• [Exercise prompt]: Keep to one stretch of the data below, the lines from the one with "lower AND seq_" up to and including the one with "most recent page.", and return that stretch exactly.

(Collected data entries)
####

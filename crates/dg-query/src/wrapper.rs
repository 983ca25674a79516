//! # QueryWrapper — One Partition's Query Plan
//!
//! A wrapper owns everything one partition needs for a paginated query:
//! the rule-derived predicate, the effective range bounds, the resume
//! cursor, and the transport buffer. The ordering variant is a closed
//! [`OrderMode`] enum chosen once at builder construction — time-ordered
//! wrappers page on `time_`, sequence-ordered wrappers on `seq_`.
//!
//! Pagination boundary rule: after every page the lower bound advances to
//! the last transported boundary value plus one, so the next page's
//! inclusive lower check cannot re-return the record sitting exactly on
//! the previous page's edge. When more than a page cap's worth of records
//! share one boundary value this skips the remainder, a known
//! approximation the cursor scheme accepts.

use std::mem;

use dg_core::{col, Cond, EventKind, EventRecord, Op};
use dg_store::{OrderBy, OrderCol, QuerySpec, StoreError, StoreExecutor};

use crate::executor::ResultSink;

/// The pagination ordering variant, fixed per request.
#[derive(Debug, Clone, Copy, PartialEq, Eq)]
pub enum OrderMode {
    /// Ascending `time_`; range is `time_ >= lower AND time_ < upper`.
    Time,
    /// Ascending `seq_`; range is `seq_ >= lower AND seq_ <= upper`.
    Seq,
}

impl OrderMode {
    #[inline]
    pub fn order_col(self) -> OrderCol {
        match self {
            OrderMode::Time => OrderCol::Time,
            OrderMode::Seq => OrderCol::Seq,
        }
    }

    /// The range predicate for the current page.
    fn range_cond(self, lower: i64, upper: i64) -> Cond {
        match self {
            OrderMode::Time => Cond::leaf(col::TIME, Op::Ge, lower)
                .and(Cond::leaf(col::TIME, Op::Lt, upper)),
            OrderMode::Seq => Cond::leaf(col::SEQ, Op::Ge, lower)
                .and(Cond::leaf(col::SEQ, Op::Le, upper)),
        }
    }

    /// The pagination boundary value of one row.
    #[inline]
    fn boundary(self, row: &EventRecord) -> i64 {
        match self {
            OrderMode::Time => row.happen_time,
            OrderMode::Seq => row.seq,
        }
    }
}

/// Counts from one executed page.
#[derive(Debug, Clone, Copy)]
pub(crate) struct PageStats {
    /// Rows accepted into the transport buffer.
    pub returned: usize,
    /// Rows dropped for exceeding the transport ceiling alone.
    pub dropped: usize,
}

/// Why a page could not run to completion.
#[derive(Debug)]
pub(crate) enum PageAbort {
    /// The result sink terminated mid-stream; abort without completion.
    SinkGone,
    Store(StoreError),
}

pub struct QueryWrapper {
    kind: EventKind,
    order: OrderMode,
    predicate: Option<Cond>,

    /// Effective range for the next page. `lower` is mutated by
    /// pagination; `upper` is fixed at construction.
    lower: i64,
    upper: i64,

    /// Row cap asked of the store on the most recent page.
    query_limit: usize,

    /// Highest sequence observed — the resume cursor.
    max_seq: i64,
    total_count: i64,
    transported: i64,
    ignored: i64,

    rows: Vec<String>,
    seqs: Vec<i64>,
    buffered_bytes: usize,

    is_first_page: bool,
    exhausted: bool,
}

impl QueryWrapper {
    pub(crate) fn new(kind: EventKind, order: OrderMode, lower: i64, upper: i64) -> Self {
        Self {
            kind,
            order,
            predicate: None,
            lower,
            upper,
            query_limit: 0,
            max_seq: 0,
            total_count: 0,
            transported: 0,
            ignored: 0,
            rows: Vec::new(),
            seqs: Vec::new(),
            buffered_bytes: 0,
            is_first_page: true,
            exhausted: false,
        }
    }

    #[inline]
    pub fn kind(&self) -> EventKind {
        self.kind
    }

    #[inline]
    pub fn order(&self) -> OrderMode {
        self.order
    }

    pub fn transported(&self) -> i64 {
        self.transported
    }

    pub fn ignored(&self) -> i64 {
        self.ignored
    }

    pub fn total_count(&self) -> i64 {
        self.total_count
    }

    /// OR-fold one rule contribution into this wrapper's predicate.
    pub(crate) fn or_predicate(&mut self, contribution: Cond) {
        self.predicate = Some(match self.predicate.take() {
            Some(existing) => existing.or(contribution),
            None => contribution,
        });
    }

    /// Record a sequence position. The time-ordered variant only tracks it
    /// for completion reporting; the sequence-ordered variant additionally
    /// uses it to raise the effective lower bound on the next page.
    pub fn set_resume_cursor(&mut self, seq: i64) {
        if seq > self.max_seq {
            self.max_seq = seq;
        }
    }

    /// The highest sequence observed so far.
    pub fn resume_cursor(&self) -> i64 {
        self.max_seq
    }

    fn effective_lower(&self) -> i64 {
        match self.order {
            OrderMode::Time => self.lower,
            OrderMode::Seq if !self.is_first_page => self.lower.max(self.max_seq + 1),
            OrderMode::Seq => self.lower,
        }
    }

    /// Combine the range predicate with the rule-derived predicate and
    /// request ascending order on the pagination column.
    pub fn build_query(&self, limit: usize) -> QuerySpec {
        let range = self.order.range_cond(self.effective_lower(), self.upper);
        let predicate = match &self.predicate {
            Some(rules) => range.and(rules.clone()),
            None => range,
        };
        QuerySpec {
            predicate: Some(predicate),
            order: OrderBy::ascending(self.order.order_col()),
            limit,
        }
    }

    /// Run one page against the store and transport its rows.
    pub(crate) fn execute_page<S: StoreExecutor>(
        &mut self,
        store: &S,
        sink: &mut dyn ResultSink,
        ceiling: usize,
        ask_for: usize,
    ) -> Result<PageStats, PageAbort> {
        self.query_limit = ask_for;
        let spec = self.build_query(ask_for);
        let result = store
            .execute(self.kind, &spec)
            .map_err(PageAbort::Store)?;

        let mut stats = PageStats {
            returned: 0,
            dropped: 0,
        };
        for row in result {
            if self.transport(&row, sink, ceiling)? {
                stats.returned += 1;
            } else {
                stats.dropped += 1;
            }
        }
        tracing::debug!(
            kind = %self.kind,
            asked = ask_for,
            returned = stats.returned,
            dropped = stats.dropped,
            "query page executed"
        );
        Ok(stats)
    }

    /// Serialize and buffer one row, flushing first when it would push the
    /// buffer past the ceiling. Returns `false` when the row was dropped.
    fn transport(
        &mut self,
        row: &EventRecord,
        sink: &mut dyn ResultSink,
        ceiling: usize,
    ) -> Result<bool, PageAbort> {
        let json = match serde_json::to_string(row) {
            Ok(json) => json,
            Err(error) => {
                tracing::warn!(seq = row.seq, %error, "unserializable row dropped");
                self.ignored += 1;
                return Ok(false);
            }
        };
        if json.len() > ceiling {
            tracing::warn!(seq = row.seq, bytes = json.len(), "oversized row dropped");
            self.ignored += 1;
            return Ok(false);
        }
        if self.buffered_bytes + json.len() > ceiling {
            self.flush(sink)?;
        }

        self.buffered_bytes += json.len();
        self.rows.push(json);
        self.seqs.push(row.seq);
        self.total_count += 1;
        self.transported += 1;
        self.set_resume_cursor(row.seq);
        self.lower = self.order.boundary(row);
        Ok(true)
    }

    /// Advance past the last page's boundary record.
    pub(crate) fn advance_page(&mut self) {
        self.lower += 1;
        self.is_first_page = false;
    }

    /// A page that under-fills (accepted + dropped < asked) signals the
    /// partition has no further matching rows; an empty effective range
    /// does too.
    pub fn is_exhausted_for_this_page(
        &self,
        returned: usize,
        dropped: usize,
        asked_for: usize,
    ) -> bool {
        returned + dropped < asked_for || self.effective_lower() >= self.upper
    }

    pub(crate) fn mark_exhausted(&mut self) {
        self.exhausted = true;
    }

    /// True while this wrapper may still yield rows.
    pub fn needs_more(&self) -> bool {
        !self.exhausted && self.effective_lower() < self.upper
    }

    /// Send any buffered rows; called unconditionally when this wrapper's
    /// execution ends.
    pub(crate) fn flush_remaining(&mut self, sink: &mut dyn ResultSink) -> Result<(), PageAbort> {
        self.flush(sink)
    }

    fn flush(&mut self, sink: &mut dyn ResultSink) -> Result<(), PageAbort> {
        if self.rows.is_empty() {
            return Ok(());
        }
        if !sink.alive() {
            return Err(PageAbort::SinkGone);
        }
        let rows = mem::take(&mut self.rows);
        let seqs = mem::take(&mut self.seqs);
        self.buffered_bytes = 0;
        sink.on_batch(rows, seqs);
        Ok(())
    }
}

####

• [Output of the task]:
    /// Ascending `seq_`; range is `seq_ >= lower AND seq_ <= upper`.
    Seq,
}

impl OrderMode {
    #[inline]
    pub fn order_col(self) -> OrderCol {
        match self {
            OrderMode::Time => OrderCol::Time,
            OrderMode::Seq => OrderCol::Seq,
        }
    }

    /// The range predicate for the current page.
    fn range_cond(self, lower: i64, upper: i64) -> Cond {
        match self {
            OrderMode::Time => Cond::leaf(col::TIME, Op::Ge, lower)
                .and(Cond::leaf(col::TIME, Op::Lt, upper)),
            OrderMode::Seq => Cond::leaf(col::SEQ, Op::Ge, lower)
                .and(Cond::leaf(col::SEQ, Op::Le, upper)),
        }
    }

    /// The pagination boundary value of one row.
    #[inline]
    fn boundary(self, row: &EventRecord) -> i64 {
        match self {
            OrderMode::Time => row.happen_time,
            OrderMode::Seq => row.seq,
        }
    }
}

/// Counts from one executed page.
#[derive(Debug, Clone, Copy)]
pub(crate) struct PageStats {
    /// Rows accepted into the transport buffer.
    pub returned: usize,
    /// Rows dropped for exceeding the transport ceiling alone.
    pub dropped: usize,
}

/// Why a page could not run to completion.
#[derive(Debug)]
pub(crate) enum PageAbort {
    /// The result sink terminated mid-stream; abort without completion.
    SinkGone,
    Store(StoreError),
}

pub struct QueryWrapper {
    kind: EventKind,
    order: OrderMode,
    predicate: Option<Cond>,

    /// Effective range for the next page. `lower` is mutated by
    /// pagination; `upper` is fixed at construction.
    lower: i64,
    upper: i64,

    /// Row cap asked of the store on the most recent page.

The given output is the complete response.